▶ _What the exercise asks_: For the word "sports", find each line in the entries where it occurs and copy that line.

▶ _Data supplied_:

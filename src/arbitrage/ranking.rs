//! Filtering and ordering of detected opportunities.

use std::cmp::Ordering;

use rust_decimal::Decimal;
use serde::Deserialize;
use strum::{Display, EnumString};
use time::{Date, Duration};

use super::calculator::Opportunity;
use crate::odds::Event;

/// Largest accepted look-ahead window in days. Larger values are clamped.
pub const MAX_DAYS_WINDOW: u32 = 60;

/// Ordering applied to the final opportunity list.
///
/// Both orders fall back to the stable input order for full ties.
#[derive(Debug, Clone, Copy, PartialEq, Eq, Default, Deserialize, Display, EnumString)]
#[serde(rename_all = "snake_case")]
#[strum(serialize_all = "snake_case")]
pub enum RankOrder {
    /// ROI descending, then start time ascending.
    #[default]
    RoiThenStart,
    /// Start time ascending, then ROI descending.
    StartThenRoi,
}

impl RankOrder {
    /// Compare two opportunities under this order.
    pub fn compare(&self, a: &Opportunity, b: &Opportunity) -> Ordering {
        let by_roi = b.roi.cmp(&a.roi);
        let by_start = a.event.commence_time.cmp(&b.event.commence_time);
        match self {
            RankOrder::RoiThenStart => by_roi.then(by_start),
            RankOrder::StartThenRoi => by_start.then(by_roi),
        }
    }
}

/// Caller filters. Every field is optional and they combine independently.
#[derive(Debug, Clone, Default, PartialEq, Eq)]
pub struct OpportunityFilter {
    /// Minimum ROI in percent, inclusive.
    pub min_roi: Option<Decimal>,
    /// Sport allow-list. An entry matches when it is a case-insensitive
    /// substring of the sport key or title.
    pub sports: Option<Vec<String>>,
    /// Accept events starting between today and today + N days (UTC, inclusive).
    pub days_window: Option<u32>,
}

impl OpportunityFilter {
    /// Days window after clamping to `1..=MAX_DAYS_WINDOW`.
    pub fn effective_days_window(&self) -> Option<u32> {
        self.days_window.map(|d| d.clamp(1, MAX_DAYS_WINDOW))
    }

    /// Whether the event's sport passes the allow-list.
    pub fn accepts_sport(&self, event: &Event) -> bool {
        match &self.sports {
            None => true,
            Some(sports) if sports.is_empty() => true,
            Some(sports) => {
                let key = event.sport_key.to_lowercase();
                let title = event.sport_title.to_lowercase();
                sports.iter().any(|s| {
                    let s = s.to_lowercase();
                    key.contains(&s) || title.contains(&s)
                })
            }
        }
    }

    /// Whether the event starts inside the window: `today <= start <= today + days`.
    pub fn accepts_start(&self, event: &Event, today: Date) -> bool {
        let Some(days) = self.effective_days_window() else {
            return true;
        };
        let start = event.start_date();
        let last = today
            .checked_add(Duration::days(i64::from(days)))
            .unwrap_or(Date::MAX);
        today <= start && start <= last
    }

    /// Event-level checks (sport and start window).
    pub fn accepts_event(&self, event: &Event, today: Date) -> bool {
        self.accepts_sport(event) && self.accepts_start(event, today)
    }

    /// Whether a ROI meets the minimum (inclusive).
    pub fn accepts_roi(&self, roi: Decimal) -> bool {
        self.min_roi.map_or(true, |min| roi >= min)
    }
}

/// Sort by `order` and then truncate to `max_results`.
///
/// Truncation always happens after the full sort.
pub fn rank(
    mut opportunities: Vec<Opportunity>,
    order: RankOrder,
    max_results: Option<usize>,
) -> Vec<Opportunity> {
    opportunities.sort_by(|a, b| order.compare(a, b));
    if let Some(max) = max_results {
        opportunities.truncate(max);
    }
    opportunities
}

#[cfg(test)]
mod tests {
    use super::*;
    use crate::arbitrage::aggregator::{best_prices, BookmakerFilter};
    use crate::arbitrage::calculator::calculate;
    use crate::odds::EventBuilder;
    use rust_decimal_macros::dec;
    use time::macros::{date, datetime};
    use time::OffsetDateTime;

    fn opportunity(id: &str, odds_a: Decimal, odds_b: Decimal, start: OffsetDateTime) -> Opportunity {
        let event = EventBuilder::new(id, "A", "B")
            .starts_at(start)
            .quote("pinnacle", crate::odds::Side::Home, odds_a)
            .quote("smarkets", crate::odds::Side::Away, odds_b)
            .build();
        let prices = best_prices(&event, &BookmakerFilter::All).unwrap();
        let (home, away) = prices.pair().unwrap();
        let plan = calculate(odds_a, odds_b, dec!(100), 2)
            .unwrap()
            .surebet()
            .unwrap();
        Opportunity::new(&event, home, away, &plan, datetime!(2026-10-18 12:00 UTC))
    }

    fn ids(list: &[Opportunity]) -> Vec<&str> {
        list.iter().map(|o| o.event.id.as_str()).collect()
    }

    #[test]
    fn ranks_by_roi_then_soonest_start() {
        let early = datetime!(2026-10-19 18:00 UTC);
        let late = datetime!(2026-10-20 18:00 UTC);
        let list = vec![
            opportunity("low", dec!(2.05), dec!(2.05), early),
            opportunity("high-late", dec!(2.30), dec!(2.05), late),
            opportunity("high-early", dec!(2.30), dec!(2.05), early),
        ];

        let ranked = rank(list, RankOrder::RoiThenStart, None);
        assert_eq!(ids(&ranked), vec!["high-early", "high-late", "low"]);
    }

    #[test]
    fn start_first_order_prefers_soonest() {
        let early = datetime!(2026-10-19 18:00 UTC);
        let late = datetime!(2026-10-20 18:00 UTC);
        let list = vec![
            opportunity("high-late", dec!(2.30), dec!(2.05), late),
            opportunity("low-early", dec!(2.05), dec!(2.05), early),
            opportunity("high-early", dec!(2.30), dec!(2.05), early),
        ];

        let ranked = rank(list, RankOrder::StartThenRoi, None);
        assert_eq!(ids(&ranked), vec!["high-early", "low-early", "high-late"]);
    }

    #[test]
    fn truncates_after_sorting() {
        let start = datetime!(2026-10-19 18:00 UTC);
        let list = vec![
            opportunity("c", dec!(2.05), dec!(2.05), start),
            opportunity("b", dec!(2.20), dec!(2.05), start),
            opportunity("a", dec!(2.40), dec!(2.05), start),
        ];

        let ranked = rank(list, RankOrder::RoiThenStart, Some(2));
        assert_eq!(ids(&ranked), vec!["a", "b"]);
    }

    #[test]
    fn full_ties_keep_input_order() {
        let start = datetime!(2026-10-19 18:00 UTC);
        let list = vec![
            opportunity("first", dec!(2.10), dec!(2.05), start),
            opportunity("second", dec!(2.10), dec!(2.05), start),
        ];
        let ranked = rank(list, RankOrder::RoiThenStart, None);
        assert_eq!(ids(&ranked), vec!["first", "second"]);
    }

    #[test]
    fn min_roi_is_inclusive() {
        let filter = OpportunityFilter {
            min_roi: Some(dec!(3.73)),
            ..Default::default()
        };
        assert!(filter.accepts_roi(dec!(3.73)));
        assert!(filter.accepts_roi(dec!(3.74)));
        assert!(!filter.accepts_roi(dec!(3.72)));

        let negative = OpportunityFilter {
            min_roi: Some(dec!(-10)),
            ..Default::default()
        };
        assert!(negative.accepts_roi(dec!(0.01)));
    }

    #[test]
    fn day_window_is_inclusive_on_both_ends() {
        let today = date!(2026 - 10 - 18);
        let filter = OpportunityFilter {
            days_window: Some(2),
            ..Default::default()
        };
        let at = |start: OffsetDateTime| EventBuilder::new("e", "A", "B").starts_at(start).build();

        assert!(filter.accepts_start(&at(datetime!(2026-10-18 00:00 UTC)), today));
        assert!(filter.accepts_start(&at(datetime!(2026-10-20 23:59 UTC)), today));
        assert!(!filter.accepts_start(&at(datetime!(2026-10-21 00:00 UTC)), today));
        assert!(!filter.accepts_start(&at(datetime!(2026-10-17 23:59 UTC)), today));
    }

    #[test]
    fn day_window_uses_utc_dates() {
        let today = date!(2026 - 10 - 18);
        let filter = OpportunityFilter {
            days_window: Some(1),
            ..Default::default()
        };
        // 01:00 on the 20th in UTC+3 is still the 19th in UTC.
        let event = EventBuilder::new("e", "A", "B")
            .starts_at(datetime!(2026-10-20 01:00 +03:00))
            .build();
        assert!(filter.accepts_start(&event, today));
    }

    #[test]
    fn day_window_is_clamped() {
        let zero = OpportunityFilter {
            days_window: Some(0),
            ..Default::default()
        };
        let huge = OpportunityFilter {
            days_window: Some(365),
            ..Default::default()
        };
        assert_eq!(zero.effective_days_window(), Some(1));
        assert_eq!(huge.effective_days_window(), Some(MAX_DAYS_WINDOW));
        assert_eq!(OpportunityFilter::default().effective_days_window(), None);
    }

    #[test]
    fn sport_filter_matches_key_or_title() {
        let nba = EventBuilder::new("e", "A", "B")
            .sport("basketball_nba", "NBA")
            .build();
        let ufc = EventBuilder::new("e", "A", "B")
            .sport("mma_mixed_martial_arts", "MMA")
            .build();
        let filter = OpportunityFilter {
            sports: Some(vec!["Basketball".to_string()]),
            ..Default::default()
        };

        assert!(filter.accepts_sport(&nba));
        assert!(!filter.accepts_sport(&ufc));

        let by_title = OpportunityFilter {
            sports: Some(vec!["mma".to_string()]),
            ..Default::default()
        };
        assert!(by_title.accepts_sport(&ufc));
        assert!(OpportunityFilter::default().accepts_sport(&ufc));
    }
}
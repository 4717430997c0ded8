//! HTTP API route definitions.

use axum::{routing::get, Router};
use tower_http::cors::CorsLayer;
use tower_http::trace::TraceLayer;

use super::handlers::{health, metrics, ready, status, surebets, AppState};

/// Create the API router.
pub fn create_router(state: AppState) -> Router {
    Router::new()
        // Health endpoints
        .route("/health", get(health))
        .route("/healthz", get(health))
        .route("/ready", get(ready))
        // Data endpoints
        .route("/api/v1/surebets", get(surebets))
        .route("/surebets", get(surebets))
        .route("/api/v1/status", get(status))
        .route("/metrics", get(metrics))
        .layer(TraceLayer::new_for_http())
        .layer(CorsLayer::permissive())
        .with_state(state)
}

#[cfg(test)]
mod tests {
    use super::*;
    use crate::arbitrage::ScanParams;
    use crate::odds::{EventBuilder, OddsSnapshot};
    use axum::body::{to_bytes, Body};
    use axum::http::{Request, StatusCode};
    use rust_decimal_macros::dec;
    use tower::ServiceExt;

    async fn get_json(app: Router, uri: &str) -> (StatusCode, serde_json::Value) {
        let response = app
            .oneshot(Request::builder().uri(uri).body(Body::empty()).unwrap())
            .await
            .unwrap();
        let status = response.status();
        let bytes = to_bytes(response.into_body(), usize::MAX).await.unwrap();
        let value = serde_json::from_slice(&bytes).unwrap_or(serde_json::Value::Null);
        (status, value)
    }

    async fn loaded_state() -> AppState {
        let state = AppState::new(ScanParams::default());
        let events = vec![
            EventBuilder::new("e1", "Lakers", "Celtics")
                .prices("pinnacle", dec!(2.10), dec!(1.80))
                .prices("smarkets", dec!(1.85), dec!(2.05))
                .build(),
            EventBuilder::new("e2", "Yankees", "Red Sox")
                .sport("baseball_mlb", "MLB")
                .prices("pinnacle", dec!(2.20), dec!(1.75))
                .prices("betfair_ex_eu", dec!(1.70), dec!(2.00))
                .build(),
        ];
        *state.snapshot.write().await = Some(OddsSnapshot::new(events));
        state.set_ready(true);
        state
    }

    #[tokio::test]
    async fn health_endpoint_returns_ok() {
        let app = create_router(AppState::new(ScanParams::default()));
        let (status, body) = get_json(app.clone(), "/health").await;
        assert_eq!(status, StatusCode::OK);
        assert_eq!(body["status"], "ok");

        let (status, _) = get_json(app, "/healthz").await;
        assert_eq!(status, StatusCode::OK);
    }

    #[tokio::test]
    async fn ready_endpoint_returns_503_when_not_ready() {
        let app = create_router(AppState::new(ScanParams::default()));
        let (status, body) = get_json(app, "/ready").await;

        assert_eq!(status, StatusCode::SERVICE_UNAVAILABLE);
        assert_eq!(body["ready"], false);
    }

    #[tokio::test]
    async fn ready_endpoint_returns_200_when_ready() {
        let app = create_router(loaded_state().await);
        let (status, body) = get_json(app, "/ready").await;

        assert_eq!(status, StatusCode::OK);
        assert_eq!(body["events"], 2);
    }

    #[tokio::test]
    async fn surebets_without_snapshot_is_unavailable() {
        let app = create_router(AppState::new(ScanParams::default()));
        let (status, body) = get_json(app, "/api/v1/surebets").await;

        assert_eq!(status, StatusCode::SERVICE_UNAVAILABLE);
        assert_eq!(body["error"], "no odds data available yet");
    }

    #[tokio::test]
    async fn surebets_are_ranked_by_roi() {
        let app = create_router(loaded_state().await);
        let (status, body) = get_json(app, "/api/v1/surebets").await;

        assert_eq!(status, StatusCode::OK);
        assert_eq!(body["events_available"], 2);
        assert_eq!(body["count"], 2);
        assert_eq!(body["opportunities"][0]["event_id"], "e2");
        assert_eq!(body["opportunities"][1]["event_id"], "e1");
        assert_eq!(body["opportunities"][1]["roi"], "3.73");
        assert_eq!(body["opportunities"][1]["legs"][0]["stake"], "49.40");
        assert_eq!(body["opportunities"][1]["legs"][1]["bookmaker"], "smarkets");
    }

    #[tokio::test]
    async fn surebets_apply_query_overrides() {
        let app = create_router(loaded_state().await);

        let (_, body) = get_json(app.clone(), "/api/v1/surebets?sport=mlb").await;
        assert_eq!(body["count"], 1);
        assert_eq!(body["opportunities"][0]["sport_title"], "MLB");

        let (_, body) = get_json(app.clone(), "/api/v1/surebets?limit=1").await;
        assert_eq!(body["count"], 1);

        let (_, body) = get_json(app.clone(), "/api/v1/surebets?min_roi=50").await;
        assert_eq!(body["count"], 0);
        assert_eq!(body["events_available"], 2);

        let (_, body) = get_json(app, "/api/v1/surebets?stake=1000").await;
        assert_eq!(body["opportunities"][1]["total_stake"], "1000");
    }

    #[tokio::test]
    async fn invalid_stake_is_bad_request() {
        let app = create_router(loaded_state().await);
        let (status, body) = get_json(app, "/api/v1/surebets?stake=0").await;

        assert_eq!(status, StatusCode::BAD_REQUEST);
        assert!(body["error"].as_str().unwrap().contains("stake"));
    }

    #[tokio::test]
    async fn oversized_stake_is_bad_request() {
        let app = create_router(loaded_state().await);
        let (status, body) =
            get_json(app, "/api/v1/surebets?stake=79228162514264337593543950335").await;

        assert_eq!(status, StatusCode::BAD_REQUEST);
        assert!(body["error"].as_str().unwrap().contains("stake"));
    }

    #[tokio::test]
    async fn short_surebets_path_serves_the_same_list() {
        let state = loaded_state().await;
        let (_, full) = get_json(create_router(state.clone()), "/api/v1/surebets").await;
        let (status, short) = get_json(create_router(state), "/surebets").await;

        assert_eq!(status, StatusCode::OK);
        assert_eq!(short["count"], full["count"]);
        assert_eq!(short["opportunities"][0]["event_id"], "e2");
    }

    #[tokio::test]
    async fn legs_carry_bookmaker_links() {
        let state = AppState::new(ScanParams::default());
        let mut event = EventBuilder::new("e1", "Lakers", "Celtics")
            .prices("pinnacle", dec!(2.10), dec!(1.80))
            .prices("smarkets", dec!(1.85), dec!(2.05))
            .build();
        for quote in event.quotes.iter_mut().filter(|q| q.bookmaker.key == "pinnacle") {
            quote.bookmaker.link = Some("https://www.pinnacle.com/en/e1".to_string());
        }
        *state.snapshot.write().await = Some(OddsSnapshot::new(vec![event]));

        let (_, body) = get_json(create_router(state), "/surebets").await;
        let legs = &body["opportunities"][0]["legs"];
        assert_eq!(legs[0]["link"], "https://www.pinnacle.com/en/e1");
        assert!(legs[1].get("link").is_none());
    }

    #[tokio::test]
    async fn status_reports_counters() {
        let app = create_router(AppState::new(ScanParams::default()));
        let (status, body) = get_json(app, "/api/v1/status").await;

        assert_eq!(status, StatusCode::OK);
        assert_eq!(body["status"], "starting");
        assert_eq!(body["scans"], 0);
    }

    #[tokio::test]
    async fn metrics_without_recorder_is_not_found() {
        let app = create_router(AppState::new(ScanParams::default()));
        let response = app
            .oneshot(Request::builder().uri("/metrics").body(Body::empty()).unwrap())
            .await
            .unwrap();
        assert_eq!(response.status(), StatusCode::NOT_FOUND);
    }
}
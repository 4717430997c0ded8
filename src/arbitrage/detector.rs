//! Surebet detection across a batch of events.

use rust_decimal::Decimal;
use time::{OffsetDateTime, UtcOffset};
use tracing::{debug, info, instrument, warn};

use super::aggregator::{best_prices, BookmakerFilter};
use super::calculator::{calculate, validate_precision, validate_stake, ArbitrageCheck, Opportunity};
use super::ranking::{rank, OpportunityFilter, RankOrder};
use crate::error::ArbitrageError;
use crate::odds::Event;

/// Parameters for one detection run.
#[derive(Debug, Clone, PartialEq, Eq)]
pub struct ScanParams {
    /// Amount split across the two legs of every opportunity.
    pub total_stake: Decimal,
    /// Decimal places stakes are rounded to (2 = cents).
    pub stake_precision: u32,
    /// Which bookmakers may supply prices.
    pub bookmakers: BookmakerFilter,
    /// ROI, sport and start-time filters.
    pub filter: OpportunityFilter,
    /// Ordering of the result list.
    pub order: RankOrder,
    /// Maximum number of opportunities returned.
    pub max_results: Option<usize>,
}

impl Default for ScanParams {
    fn default() -> Self {
        Self {
            total_stake: Decimal::ONE_HUNDRED,
            stake_precision: 2,
            bookmakers: BookmakerFilter::All,
            filter: OpportunityFilter::default(),
            order: RankOrder::default(),
            max_results: None,
        }
    }
}

impl ScanParams {
    /// Parameters with stake, minimum ROI, day window and result limit set.
    pub fn new(total_stake: Decimal, min_roi: Decimal, days_window: u32, max_results: usize) -> Self {
        Self {
            total_stake,
            filter: OpportunityFilter {
                min_roi: Some(min_roi),
                sports: None,
                days_window: Some(days_window),
            },
            max_results: Some(max_results),
            ..Default::default()
        }
    }

    /// Restrict to sports matching any of the given names.
    pub fn with_sports(mut self, sports: Vec<String>) -> Self {
        self.filter.sports = Some(sports);
        self
    }

    /// Set the bookmaker filter.
    pub fn with_bookmakers(mut self, bookmakers: BookmakerFilter) -> Self {
        self.bookmakers = bookmakers;
        self
    }

    /// Set the ranking order.
    pub fn with_order(mut self, order: RankOrder) -> Self {
        self.order = order;
        self
    }

    /// Set the stake rounding precision.
    pub fn with_stake_precision(mut self, precision: u32) -> Self {
        self.stake_precision = precision;
        self
    }

    /// Check call-level parameters.
    pub fn validate(&self) -> Result<(), ArbitrageError> {
        validate_precision(self.stake_precision)?;
        validate_stake(self.total_stake, self.stake_precision)?;
        Ok(())
    }
}

/// An event left out of a run, with the reason.
#[derive(Debug, Clone, PartialEq)]
pub struct SkippedEvent {
    /// Event identifier.
    pub event_id: String,
    /// Why it was skipped.
    pub error: ArbitrageError,
}

/// Full output of a detection run.
#[derive(Debug, Clone, Default, PartialEq)]
pub struct Detection {
    /// Ranked and truncated opportunities.
    pub opportunities: Vec<Opportunity>,
    /// Events that passed the filters and were priced.
    pub evaluated: usize,
    /// Surebets found before the ROI filter and truncation.
    pub surebets: usize,
    /// Events skipped because of bad data.
    pub skipped: Vec<SkippedEvent>,
}

/// Find, filter and rank surebets as of the current time.
pub fn find_opportunities(
    events: &[Event],
    params: &ScanParams,
) -> Result<Vec<Opportunity>, ArbitrageError> {
    find_opportunities_on(events, params, OffsetDateTime::now_utc())
}

/// Same as [`find_opportunities`] with an explicit "now".
///
/// `now` fixes both the start window (its UTC date is "today") and the
/// `detected_at` stamp, so equal inputs give equal outputs.
pub fn find_opportunities_on(
    events: &[Event],
    params: &ScanParams,
    now: OffsetDateTime,
) -> Result<Vec<Opportunity>, ArbitrageError> {
    detect(events, params, now).map(|d| d.opportunities)
}

/// Run detection and report skipped events alongside the results.
///
/// Bad data in one event only skips that event. Invalid call parameters fail
/// the whole run. An empty input yields an empty result.
#[instrument(skip_all, fields(events = events.len(), now = %now))]
pub fn detect(
    events: &[Event],
    params: &ScanParams,
    now: OffsetDateTime,
) -> Result<Detection, ArbitrageError> {
    params.validate()?;
    let today = now.to_offset(UtcOffset::UTC).date();

    let mut detection = Detection::default();
    let mut accepted = Vec::new();

    for event in events.iter().filter(|e| params.filter.accepts_event(e, today)) {
        detection.evaluated += 1;

        match evaluate_event(event, params, now) {
            Ok(Some(opportunity)) => {
                detection.surebets += 1;
                if params.filter.accepts_roi(opportunity.roi) {
                    info!(
                        event = %event.id,
                        home = %event.home,
                        away = %event.away,
                        roi = %opportunity.roi,
                        "Surebet detected"
                    );
                    accepted.push(opportunity);
                } else {
                    debug!(event = %event.id, roi = %opportunity.roi, "Surebet below minimum ROI");
                }
            }
            Ok(None) => {}
            Err(error) if error.is_per_event() => {
                warn!(event = %event.id, reason = error.reason(), error = %error, "Skipping event");
                detection.skipped.push(SkippedEvent {
                    event_id: event.id.clone(),
                    error,
                });
            }
            Err(error) => return Err(error),
        }
    }

    detection.opportunities = rank(accepted, params.order, params.max_results);
    Ok(detection)
}

/// Price a single event and test it for a surebet.
pub fn evaluate_event(
    event: &Event,
    params: &ScanParams,
    detected_at: OffsetDateTime,
) -> Result<Option<Opportunity>, ArbitrageError> {
    let prices = best_prices(event, &params.bookmakers)?;
    let Some((home, away)) = prices.pair() else {
        debug!(event = %event.id, sides = prices.len(), "Event not quoted on both sides");
        return Ok(None);
    };

    match calculate(home.odds, away.odds, params.total_stake, params.stake_precision)? {
        ArbitrageCheck::Surebet(plan) => {
            Ok(Some(Opportunity::new(event, home, away, &plan, detected_at)))
        }
        ArbitrageCheck::NoOpportunity { inverse_sum } => {
            debug!(
                event = %event.id,
                home_odds = %home.odds,
                away_odds = %away.odds,
                inverse_sum = %inverse_sum.round_dp(4),
                "No arbitrage"
            );
            Ok(None)
        }
    }
}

▶ _Written solution_:
    pub sports: Option<Vec<String>>,
        match &self.sports {
            Some(sports) if sports.is_empty() => true,
            Some(sports) => {
                sports.iter().any(|s| {
            sports: Some(vec!["Basketball".to_string()]),
            sports: Some(vec!["mma".to_string()]),
                sports: None,
    /// Restrict to sports matching any of the given names.
    pub fn with_sports(mut self, sports: Vec<String>) -> Self {
        self.filter.sports = Some(sports);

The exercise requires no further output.